To do
All lines from the opening of the data to the line containing "indefinitely. The free-form" must be returned unchanged, and only those lines.

Collected data entries
-- Opening Marker --
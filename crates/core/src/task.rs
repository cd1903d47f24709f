//! Task entity and its satellite value types.
//!
//! A task is created at submit time, mutated only by the orchestrator and the
//! correlator while non-terminal, and retained indefinitely. The free-form
//! property bag of the wire format is narrowed to the typed [`TaskRuntime`]
//! struct — unknown properties are rejected by construction.

use serde::{Deserialize, Serialize};

use crate::error::CoreError;
use crate::state_machine;
use crate::types::{ChannelId, TaskId, Timestamp};

// ---------------------------------------------------------------------------
// Enums
// ---------------------------------------------------------------------------

/// The closed set of drawing actions.
#[derive(Debug, Clone, Copy, PartialEq, Eq, Hash, Serialize, Deserialize)]
#[serde(rename_all = "SCREAMING_SNAKE_CASE")]
pub enum TaskAction {
    Imagine,
    Upscale,
    Variation,
    Reroll,
    Describe,
    Blend,
    Shorten,
    Zoom,
    Pan,
    Inpaint,
    Edit,
    Retexture,
    Video,
    Show,
    Action,
    Seed,
}

/// Task lifecycle status.
#[derive(Debug, Clone, Copy, PartialEq, Eq, Hash, Serialize, Deserialize)]
#[serde(rename_all = "SCREAMING_SNAKE_CASE")]
pub enum TaskStatus {
    NotStart,
    /// Waiting for a two-phase window confirm (`submit_modal`).
    Modal,
    Submitted,
    InProgress,
    Success,
    Failure,
    Cancel,
}

impl TaskStatus {
    /// Terminal statuses never change again.
    pub fn is_terminal(self) -> bool {
        matches!(self, TaskStatus::Success | TaskStatus::Failure | TaskStatus::Cancel)
    }
}

/// Logical bot style. Affects remix toggles and which private channel
/// receives `/info` and `/show`.
#[derive(Debug, Clone, Copy, PartialEq, Eq, Hash, Serialize, Deserialize)]
#[serde(rename_all = "SCREAMING_SNAKE_CASE")]
pub enum BotFamily {
    Mj,
    Niji,
}

/// Upstream provider family with distinct upload and command semantics.
#[derive(Debug, Clone, Copy, PartialEq, Eq, Hash, Serialize, Deserialize)]
#[serde(rename_all = "SCREAMING_SNAKE_CASE")]
pub enum BackendFamily {
    Chat,
    Partner,
    Official,
}

/// Scheduling speed.
#[derive(Debug, Clone, Copy, PartialEq, Eq, Hash, Serialize, Deserialize)]
#[serde(rename_all = "SCREAMING_SNAKE_CASE")]
pub enum SpeedMode {
    Fast,
    Relax,
    Turbo,
}

// ---------------------------------------------------------------------------
// Satellite types
// ---------------------------------------------------------------------------

/// An actionable component descriptor from the upstream button grid.
#[derive(Debug, Clone, PartialEq, Eq, Serialize, Deserialize)]
pub struct Button {
    pub custom_id: String,
    #[serde(default)]
    pub emoji: String,
    #[serde(default)]
    pub label: String,
    /// Upstream style code (2 = grey, 3 = green/active).
    pub style: i32,
    /// Upstream component type code (2 = button).
    #[serde(default = "Button::default_type")]
    pub r#type: i32,
}

impl Button {
    fn default_type() -> i32 {
        2
    }

    pub fn new(custom_id: impl Into<String>, label: impl Into<String>, style: i32) -> Self {
        Self {
            custom_id: custom_id.into(),
            emoji: String::new(),
            label: label.into(),
            style,
            r#type: 2,
        }
    }
}

/// User-supplied account preferences attached to a submission.
#[derive(Debug, Clone, Default, PartialEq, Serialize, Deserialize)]
pub struct AccountFilter {
    /// Acceptable speed modes; empty = no constraint.
    #[serde(default)]
    pub modes: Vec<SpeedMode>,
    /// Explicit instance (channel id) whitelist; empty = no constraint.
    #[serde(default)]
    pub instance_ids: Vec<String>,
    /// Vertical-domain ids the caller wants to route within.
    #[serde(default)]
    pub domain_ids: Vec<String>,
    /// Preferred mode when the account allows several.
    #[serde(default)]
    pub speed_preference: Option<SpeedMode>,
    /// Caller's remix preference, when it should override the account toggle.
    #[serde(default)]
    pub remix: Option<bool>,
}

impl AccountFilter {
    /// Whether `mode` is acceptable under this filter.
    pub fn accepts_mode(&self, mode: SpeedMode) -> bool {
        self.modes.is_empty() || self.modes.contains(&mode)
    }

    /// Whether `instance` is acceptable under this filter.
    pub fn accepts_instance(&self, instance: &str) -> bool {
        self.instance_ids.is_empty() || self.instance_ids.iter().any(|id| id == instance)
    }
}

/// Typed replacement for the legacy free-form property bag.
///
/// Every field is set at most once by the orchestrator or the correlator;
/// anything outside this struct is rejected.
#[derive(Debug, Clone, Default, PartialEq, Serialize, Deserialize)]
#[serde(deny_unknown_fields)]
pub struct TaskRuntime {
    /// Caller-generated correlation nonce echoed by the upstream.
    pub nonce: Option<String>,
    /// Upstream message id, assigned at first correlation.
    pub message_id: Option<String>,
    /// Grid image hash parsed from the attachment URL.
    pub message_hash: Option<String>,
    /// Upstream message flags, carried into follow-up interactions.
    pub flags: Option<i64>,
    /// The button custom id that created this task (follow-up actions).
    pub custom_id: Option<String>,
    /// Final prompt as echoed by the upstream header.
    pub final_prompt: Option<String>,
    /// Rewritten custom id used for the second modal phase.
    pub remix_custom_id: Option<String>,
    /// Marker that the task went through the remix modal path.
    pub remix_modal: Option<String>,
    /// Message id of the opened modal window (set by the correlator).
    pub remix_modal_message_id: Option<String>,
    /// The parent grid's upsample custom id, kept for pan rewrites.
    pub remix_u_custom_id: Option<String>,
    /// Interaction metadata id of the modal window (set by the correlator).
    pub interaction_metadata_id: Option<String>,
    /// Chat-platform application instance id for component interactions.
    pub chat_instance_id: Option<String>,
    /// Message id of the `/show` reply awaited during seed retrieval.
    pub seed_message_id: Option<String>,
}

// ---------------------------------------------------------------------------
// Task
// ---------------------------------------------------------------------------

/// A drawing job and its full lineage/progress record.
#[derive(Debug, Clone, PartialEq, Serialize, Deserialize)]
pub struct Task {
    pub id: TaskId,
    #[serde(default)]
    pub parent_id: Option<TaskId>,
    pub action: TaskAction,
    pub status: TaskStatus,
    pub bot_family: BotFamily,
    pub backend_family: BackendFamily,
    #[serde(default)]
    pub mode: Option<SpeedMode>,
    #[serde(default)]
    pub prompt: Option<String>,
    #[serde(default)]
    pub prompt_en: Option<String>,
    #[serde(default)]
    pub description: Option<String>,
    #[serde(default)]
    pub image_url: Option<String>,
    /// Intermediate image URLs observed while in progress.
    #[serde(default)]
    pub image_urls: Vec<String>,
    #[serde(default)]
    pub buttons: Vec<Button>,
    #[serde(default)]
    pub runtime: TaskRuntime,
    #[serde(default)]
    pub submit_time: Option<Timestamp>,
    #[serde(default)]
    pub start_time: Option<Timestamp>,
    #[serde(default)]
    pub finish_time: Option<Timestamp>,
    #[serde(default)]
    pub fail_reason: Option<String>,
    /// Progress string such as `"50%"`.
    #[serde(default)]
    pub progress: Option<String>,
    #[serde(default)]
    pub seed: Option<String>,
    /// Owning account channel id while submitted/in-progress.
    #[serde(default)]
    pub instance_id: Option<ChannelId>,
    /// Owning sub-channel id, when dispatched through one.
    #[serde(default)]
    pub sub_instance_id: Option<ChannelId>,
    #[serde(default)]
    pub account_filter: AccountFilter,
    /// Set once the single allowed Modal -> NotStart reopen has been used.
    #[serde(default)]
    pub modal_reopened: bool,
}

impl Task {
    /// Create a fresh `NOT_START` task.
    pub fn new(id: TaskId, action: TaskAction, bot_family: BotFamily, backend: BackendFamily) -> Self {
        Self {
            id,
            parent_id: None,
            action,
            status: TaskStatus::NotStart,
            bot_family,
            backend_family: backend,
            mode: None,
            prompt: None,
            prompt_en: None,
            description: None,
            image_url: None,
            image_urls: Vec::new(),
            buttons: Vec::new(),
            runtime: TaskRuntime::default(),
            submit_time: None,
            start_time: None,
            finish_time: None,
            fail_reason: None,
            progress: None,
            seed: None,
            instance_id: None,
            sub_instance_id: None,
            account_filter: AccountFilter::default(),
            modal_reopened: false,
        }
    }

    pub fn is_terminal(&self) -> bool {
        self.status.is_terminal()
    }

    /// Validated status transition.
    ///
    /// Rejects anything the state machine forbids; the single permitted
    /// `Modal -> NotStart` reopen is tracked on the task itself.
    pub fn transition(&mut self, to: TaskStatus) -> Result<(), CoreError> {
        if self.status == TaskStatus::Modal && to == TaskStatus::NotStart {
            if self.modal_reopened {
                return Err(CoreError::Validation(format!(
                    "Task {} already reopened from modal once",
                    self.id
                )));
            }
            self.modal_reopened = true;
        }
        state_machine::validate_transition(self.status, to)
            .map_err(CoreError::Validation)?;
        self.status = to;
        Ok(())
    }

    /// Move to `IN_PROGRESS` and stamp the start time.
    pub fn start(&mut self, now: Timestamp) -> Result<(), CoreError> {
        self.transition(TaskStatus::InProgress)?;
        self.start_time = Some(now);
        self.progress = Some("0%".to_string());
        Ok(())
    }

    /// Terminal success.
    pub fn succeed(&mut self, now: Timestamp) -> Result<(), CoreError> {
        self.transition(TaskStatus::Success)?;
        self.finish_time = Some(now);
        self.progress = Some("100%".to_string());
        Ok(())
    }

    /// Terminal failure with a reason.
    pub fn fail(&mut self, now: Timestamp, reason: impl Into<String>) -> Result<(), CoreError> {
        self.transition(TaskStatus::Failure)?;
        self.finish_time = Some(now);
        self.fail_reason = Some(reason.into());
        Ok(())
    }

    /// Terminal cancel. Best-effort: no upstream recall is attempted.
    pub fn cancel(&mut self, now: Timestamp) -> Result<(), CoreError> {
        self.transition(TaskStatus::Cancel)?;
        self.finish_time = Some(now);
        Ok(())
    }

    /// Validate that a follow-up task is compatible with its parent.
    ///
    /// A child inherits backend and bot family; a mismatch is a
    /// validation error.
    pub fn check_follow_up(&self, parent: &Task) -> Result<(), CoreError> {
        if self.backend_family != parent.backend_family {
            return Err(CoreError::Validation(format!(
                "Backend family mismatch with parent task {}",
                parent.id
            )));
        }
        if self.bot_family != parent.bot_family {
            return Err(CoreError::Validation(format!(
                "Bot family mismatch with parent task {}",
                parent.id
            )));
        }
        Ok(())
    }
}

// ---------------------------------------------------------------------------
// Tests
// ---------------------------------------------------------------------------

#[cfg(test)]
mod tests {
    use chrono::Utc;

    use super::*;

    fn task() -> Task {
        Task::new(
            "17000000000000001".to_string(),
            TaskAction::Imagine,
            BotFamily::Mj,
            BackendFamily::Chat,
        )
    }

    #[test]
    fn happy_path_transitions() {
        let mut t = task();
        t.transition(TaskStatus::Submitted).unwrap();
        t.start(Utc::now()).unwrap();
        assert_eq!(t.progress.as_deref(), Some("0%"));
        t.succeed(Utc::now()).unwrap();
        assert_eq!(t.status, TaskStatus::Success);
        assert_eq!(t.progress.as_deref(), Some("100%"));
        assert!(t.finish_time.is_some());
    }

    #[test]
    fn terminal_status_is_final() {
        let mut t = task();
        t.transition(TaskStatus::Submitted).unwrap();
        t.start(Utc::now()).unwrap();
        t.fail(Utc::now(), "boom").unwrap();
        assert!(t.transition(TaskStatus::Success).is_err());
        assert!(t.transition(TaskStatus::InProgress).is_err());
    }

    #[test]
    fn modal_round_trip_allowed_once() {
        let mut t = task();
        t.transition(TaskStatus::Modal).unwrap();
        t.transition(TaskStatus::NotStart).unwrap();
        assert!(t.modal_reopened);

        t.transition(TaskStatus::Modal).unwrap();
        let err = t.transition(TaskStatus::NotStart).unwrap_err();
        assert!(err.to_string().contains("already reopened"));
    }

    #[test]
    fn follow_up_family_mismatch_rejected() {
        let parent = task();
        let mut child = task();
        child.bot_family = BotFamily::Niji;
        assert!(child.check_follow_up(&parent).is_err());

        let mut child = task();
        child.backend_family = BackendFamily::Partner;
        assert!(child.check_follow_up(&parent).is_err());

        let child = task();
        assert!(child.check_follow_up(&parent).is_ok());
    }

    #[test]
    fn filter_accepts_when_unconstrained() {
        let filter = AccountFilter::default();
        assert!(filter.accepts_mode(SpeedMode::Fast));
        assert!(filter.accepts_instance("any-channel"));
    }

    #[test]
    fn filter_constrains_modes_and_instances() {
        let filter = AccountFilter {
            modes: vec![SpeedMode::Relax],
            instance_ids: vec!["chan-1".to_string()],
            ..Default::default()
        };
        assert!(filter.accepts_mode(SpeedMode::Relax));
        assert!(!filter.accepts_mode(SpeedMode::Fast));
        assert!(filter.accepts_instance("chan-1"));
        assert!(!filter.accepts_instance("chan-2"));
    }

    #[test]
    fn runtime_rejects_unknown_properties() {
        let json = r#"{"nonce":"1","unexpected":"x"}"#;
        assert!(serde_json::from_str::<TaskRuntime>(json).is_err());
    }

    #[test]
    fn status_serializes_screaming_snake() {
        let json = serde_json::to_string(&TaskStatus::InProgress).unwrap();
        assert_eq!(json, "\"IN_PROGRESS\"");
        let json = serde_json::to_string(&TaskStatus::NotStart).unwrap();
        assert_eq!(json, "\"NOT_START\"");
    }
}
-- Closing Marker --
Answer box
filename crates/core/src/task.rs
repository cd1903d47f24709f
//! Task entity and its satellite value types.
//!
//! A task is created at submit time, mutated only by the orchestrator and the
//! correlator while non-terminal, and retained indefinitely. The free-form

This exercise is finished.